// Tunnel management commands

use crate::api::types::{CreateTunnelRequest, DeleteTunnelRequest, EditTunnelRequest};
use crate::api::TunnelApi;
use crate::dashboard::{Dashboard, DashboardError, DashboardResult, DestructiveAction, ToastKind};
use crate::utils::validation::{
    parse_port, parse_port_spec, parse_protocol, require_fields, PortField, ValidationError,
};

/// New tunnel as typed by the operator. Ports may be ranges (`8000-8010`).
#[derive(Debug, Clone, Default, PartialEq, Eq)]
pub struct TunnelForm {
    pub public_port: String,
    pub local_port: String,
    pub protocol: String,
}

impl TunnelForm {
    pub fn new(public_port: impl Into<String>, local_port: impl Into<String>) -> Self {
        Self {
            public_port: public_port.into(),
            local_port: local_port.into(),
            protocol: String::new(),
        }
    }

    pub fn validate(&self) -> Result<CreateTunnelRequest, ValidationError> {
        require_fields(&[&self.public_port, &self.local_port])?;
        let public_port = parse_port_spec(PortField::Public, &self.public_port)?;
        let local_port = parse_port_spec(PortField::Local, &self.local_port)?;
        let protocol = parse_protocol(&self.protocol)?;

        if public_port.is_range()
            && local_port.is_range()
            && public_port.port_count() != local_port.port_count()
        {
            return Err(ValidationError::InvalidRange(format!(
                "{} -> {}",
                public_port, local_port
            )));
        }

        Ok(CreateTunnelRequest {
            public_port: public_port.to_string(),
            local_port: local_port.to_string(),
            protocol,
        })
    }
}

impl<A: TunnelApi> Dashboard<A> {
    pub async fn add_tunnel(&self, form: TunnelForm) -> DashboardResult<()> {
        let result = self.try_add_tunnel(form).await;
        self.settle(result, "Failed to create tunnel").await
    }

    async fn try_add_tunnel(&self, form: TunnelForm) -> DashboardResult<()> {
        let request = form.validate()?;
        log::info!(
            "Command: add tunnel :{} -> {} ({})",
            request.public_port,
            request.local_port,
            request.protocol
        );

        self.api().create_tunnel(&request).await?;
        self.refresh_status().await;
        self.notify("Tunnel initialized successfully", ToastKind::Success)
            .await;
        Ok(())
    }

    /// Point an existing tunnel at a different local port.
    pub async fn edit_tunnel(&self, public_port: u16, local_port: &str) -> DashboardResult<()> {
        let result = self.try_edit_tunnel(public_port, local_port).await;
        self.settle(result, "Failed to update tunnel").await
    }

    async fn try_edit_tunnel(&self, public_port: u16, local_port: &str) -> DashboardResult<()> {
        require_fields(&[local_port])?;
        let local_port = parse_port(PortField::Local, local_port)?;

        let known = self.read(|state| state.status().has_tunnel(public_port)).await;
        if !known {
            return Err(DashboardError::Validation(format!(
                "No tunnel on port :{}",
                public_port
            )));
        }

        log::info!("Command: edit tunnel :{} -> {}", public_port, local_port);
        let request = EditTunnelRequest {
            public_port,
            local_port,
        };
        self.api().edit_tunnel(&request).await?;
        self.refresh_status().await;
        self.notify(
            format!("Tunnel :{} now forwards to {}", public_port, local_port),
            ToastKind::Success,
        )
        .await;
        Ok(())
    }

    pub async fn request_stop_tunnel(&self, public_port: u16) {
        self.mutate(|state| {
            state.request_confirmation(
                "Stop Tunnel?",
                format!(
                    "This will close the tunnel on port :{}. Are you sure?",
                    public_port
                ),
                DestructiveAction::StopTunnel(public_port),
            )
        })
        .await;
    }

    /// Runs after confirmation: one DELETE for one tunnel.
    pub(crate) async fn stop_tunnel(&self, public_port: u16) -> DashboardResult<()> {
        let result = self.try_stop_tunnel(public_port).await;
        self.settle(result, "Failed to close tunnel").await
    }

    async fn try_stop_tunnel(&self, public_port: u16) -> DashboardResult<()> {
        log::info!("Command: stop tunnel :{}", public_port);

        self.api()
            .delete_tunnels(&DeleteTunnelRequest::Single { public_port })
            .await?;
        self.mutate(|state| state.deselect(public_port)).await;
        self.refresh_status().await;
        self.notify(format!("Tunnel :{} closed", public_port), ToastKind::Success)
            .await;
        Ok(())
    }

    pub async fn toggle_select(&self, public_port: u16) -> bool {
        self.mutate(|state| state.toggle_selection(public_port))
            .await
    }

    pub async fn select_all(&self) {
        self.mutate(|state| state.select_all()).await;
    }

    /// Ask to stop every selected tunnel. Nothing is asked when the
    /// selection is empty or a bulk stop is still running.
    pub async fn request_stop_selected(&self) -> DashboardResult<()> {
        let result = self
            .mutate(|state| {
                if state.bulk_progress().is_some() {
                    return Err(DashboardError::BulkAlreadyRunning);
                }

                let ids = state.selection().ids();
                if ids.is_empty() {
                    return Err(DashboardError::Validation("No tunnels selected".to_string()));
                }

                let total = ids.len();
                state.request_confirmation(
                    "Stop Selected Tunnels?",
                    format!(
                        "You are about to stop {} tunnels. This action cannot be undone.",
                        total
                    ),
                    DestructiveAction::StopTunnels(ids),
                );
                Ok(())
            })
            .await;
        self.settle(result, "FAILED TO STOP SOME TUNNELS").await
    }
}
use crate::api::{ApiError, TunnelApi};
use crate::dashboard::Dashboard;
use crate::state::{ActiveView, Status};

#[derive(Debug, Clone, Copy, PartialEq, Eq)]
enum PollOrigin {
    /// Periodic tick; applied only if the session is still authenticated
    /// when the response settles.
    Tick,
    /// Startup check for an existing session; success logs the user in.
    Probe,
}

impl<A: TunnelApi> Dashboard<A> {
    /// One status request from the periodic timer.
    pub async fn poll_status(&self) {
        self.fetch_status(PollOrigin::Tick).await;
    }

    /// Out-of-band refresh after a mutation; same rules as a tick.
    pub async fn refresh_status(&self) {
        self.fetch_status(PollOrigin::Tick).await;
    }

    /// Ask the service whether the current cookie session is still valid.
    pub async fn check_session(&self) {
        self.fetch_status(PollOrigin::Probe).await;
    }

    async fn fetch_status(&self, origin: PollOrigin) {
        let sequence = self.next_poll_sequence();

        let payload = match self.api.status().await {
            Ok(payload) => payload,
            Err(ApiError::Unauthorized) => {
                self.mutate(|state| state.mark_unauthenticated()).await;
                return;
            }
            Err(e) => {
                // Next tick retries
                log::debug!("Status poll #{} failed: {}", sequence, e);
                return;
            }
        };

        let now = self.now();
        let guard_stale = self.config.discard_stale_polls;
        let status = Status::from(payload);

        let inspecting = self
            .mutate(|state| {
                if origin == PollOrigin::Probe {
                    state.authenticate();
                } else if !state.session().is_authenticated() {
                    log::debug!("Discarding status poll #{} after logout", sequence);
                    return false;
                }

                if guard_stale && !state.accept_poll(sequence) {
                    log::debug!("Discarding stale status poll #{}", sequence);
                    return false;
                }

                state.apply_status(status, now);
                state.view() == ActiveView::Inspector
            })
            .await;

        if inspecting {
            self.refresh_inspector().await;
        }
    }

    pub async fn refresh_inspector(&self) {
        match self.api.inspect().await {
            Ok(entries) => {
                self.mutate(|state| {
                    if state.session().is_authenticated() {
                        state.replace_logs(entries);
                    }
                })
                .await;
            }
            Err(ApiError::Unauthorized) => {
                self.mutate(|state| state.mark_unauthenticated()).await;
            }
            Err(e) => log::debug!("Inspector fetch failed: {}", e),
        }
    }
}

#[cfg(test)]
mod tests {
    use crate::api::fake::{log_entry, status_with_tunnels, ApiCall, FakeApi};
    use crate::api::types::StatsPayload;
    use crate::api::ApiError;
    use crate::config::DashboardConfig;
    use crate::dashboard::test_support::*;
    use crate::dashboard::Dashboard;
    use crate::state::{ActiveView, SessionState};

    #[tokio::test]
    async fn test_session_check_authenticates_and_applies_status() {
        let dashboard = dashboard(FakeApi::with_tunnels(&[8080, 9090]));
        dashboard.check_session().await;

        let snapshot = dashboard.snapshot().await;
        assert_eq!(snapshot.session, SessionState::Authenticated);
        assert!(snapshot.status.connected);
        assert_eq!(snapshot.status.tunnels.len(), 2);
        assert_eq!(snapshot.status.server_address, "203.0.113.7:64290");
    }

    #[tokio::test]
    async fn test_tick_while_logged_out_is_discarded() {
        let dashboard = dashboard(FakeApi::with_tunnels(&[8080]));
        dashboard.poll_status().await;

        let snapshot = dashboard.snapshot().await;
        assert_eq!(snapshot.session, SessionState::Unauthenticated);
        assert!(snapshot.status.tunnels.is_empty());
    }

    #[tokio::test]
    async fn test_unauthorized_poll_keeps_stale_data_flagged_disconnected() {
        let api = FakeApi::with_tunnels(&[8080]);
        let dashboard = synced_dashboard(api).await;
        let domains_before = dashboard.snapshot().await.status.domains;

        dashboard.api().set_status(Err(ApiError::Unauthorized));
        dashboard.poll_status().await;

        let snapshot = dashboard.snapshot().await;
        assert_eq!(snapshot.session, SessionState::Unauthenticated);
        assert!(!snapshot.status.connected);
        assert_eq!(snapshot.status.tunnels.keys().copied().collect::<Vec<_>>(), vec![8080]);
        assert_eq!(snapshot.status.domains, domains_before);

        // The next successful fetch overwrites the stale snapshot
        dashboard.api().set_status(Ok(status_with_tunnels(&[7070])));
        dashboard.check_session().await;
        let snapshot = dashboard.snapshot().await;
        assert!(snapshot.status.connected);
        assert_eq!(snapshot.status.tunnels.keys().copied().collect::<Vec<_>>(), vec![7070]);
    }

    #[tokio::test]
    async fn test_network_failure_is_silent() {
        let dashboard = synced_dashboard(FakeApi::with_tunnels(&[8080])).await;
        let before = dashboard.snapshot().await;

        dashboard
            .api()
            .set_status(Err(ApiError::Network("connection refused".to_string())));
        dashboard.poll_status().await;

        let after = dashboard.snapshot().await;
        assert_eq!(after.status, before.status);
        assert!(after.toasts.is_empty());
        assert_eq!(after.session, SessionState::Authenticated);
    }

    #[tokio::test]
    async fn test_counters_feed_throughput_series() {
        let api = FakeApi::new();
        let mut payload = status_with_tunnels(&[8080]);
        payload.stats = Some(StatsPayload {
            bytes_up: 1_000,
            bytes_down: 2_000,
            latency_ms: 5,
        });
        api.set_status(Ok(payload.clone()));
        let dashboard = synced_dashboard(api).await;

        // stepping clock: one second between readings
        payload.stats = Some(StatsPayload {
            bytes_up: 4_000,
            bytes_down: 2_500,
            latency_ms: 5,
        });
        dashboard.api().set_status(Ok(payload.clone()));
        dashboard.poll_status().await;

        // Remote restart: counters drop
        payload.stats = Some(StatsPayload {
            bytes_up: 10,
            bytes_down: 10,
            latency_ms: 5,
        });
        dashboard.api().set_status(Ok(payload));
        dashboard.poll_status().await;

        let throughput = dashboard.snapshot().await.throughput;
        assert_eq!(throughput.len(), 2);
        assert_eq!(throughput[0].up_bytes_per_sec, 3_000.0);
        assert_eq!(throughput[0].down_bytes_per_sec, 500.0);
        assert_eq!(throughput[1].up_bytes_per_sec, 0.0);
        assert_eq!(throughput[1].down_bytes_per_sec, 0.0);
    }

    #[tokio::test]
    async fn test_inspector_fetch_only_in_inspector_view() {
        let api = FakeApi::with_tunnels(&[8080]);
        api.set_inspect(Ok(vec![log_entry("old", 1), log_entry("new", 2)]));
        let dashboard = synced_dashboard(api).await;

        dashboard.poll_status().await;
        assert_eq!(dashboard.api().count(&ApiCall::Inspect), 0);

        dashboard.mutate(|state| state.set_view(ActiveView::Inspector)).await;
        dashboard.poll_status().await;
        assert_eq!(dashboard.api().count(&ApiCall::Inspect), 1);

        let logs = dashboard.snapshot().await.logs;
        assert_eq!(logs[0].id, "new");
        assert_eq!(logs[1].id, "old");
    }

    #[tokio::test]
    async fn test_stale_guard_discards_older_completion() {
        let mut config = DashboardConfig::default();
        config.discard_stale_polls = true;
        let dashboard = Dashboard::new(FakeApi::with_tunnels(&[1]), config, stepping_clock());
        dashboard.check_session().await;

        // Poll #5 already applied; a late #3 must not overwrite it
        dashboard.mutate(|state| state.accept_poll(5)).await;
        dashboard.api().set_status(Ok(status_with_tunnels(&[2])));
        dashboard.poll_status().await; // sequence 2 < 5
        assert_eq!(
            dashboard.snapshot().await.status.tunnels.keys().copied().collect::<Vec<_>>(),
            vec![1]
        );
    }

    #[tokio::test]
    async fn test_without_guard_last_settled_wins() {
        let dashboard = synced_dashboard(FakeApi::with_tunnels(&[1])).await;
        dashboard.mutate(|state| state.accept_poll(99)).await;

        dashboard.api().set_status(Ok(status_with_tunnels(&[2])));
        dashboard.poll_status().await;
        assert_eq!(
            dashboard.snapshot().await.status.tunnels.keys().copied().collect::<Vec<_>>(),
            vec![2]
        );
    }
}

--

Assignment :: Work through the records line by line and tally those that include the word "derive". Give the number alone.

Problem solution :: 2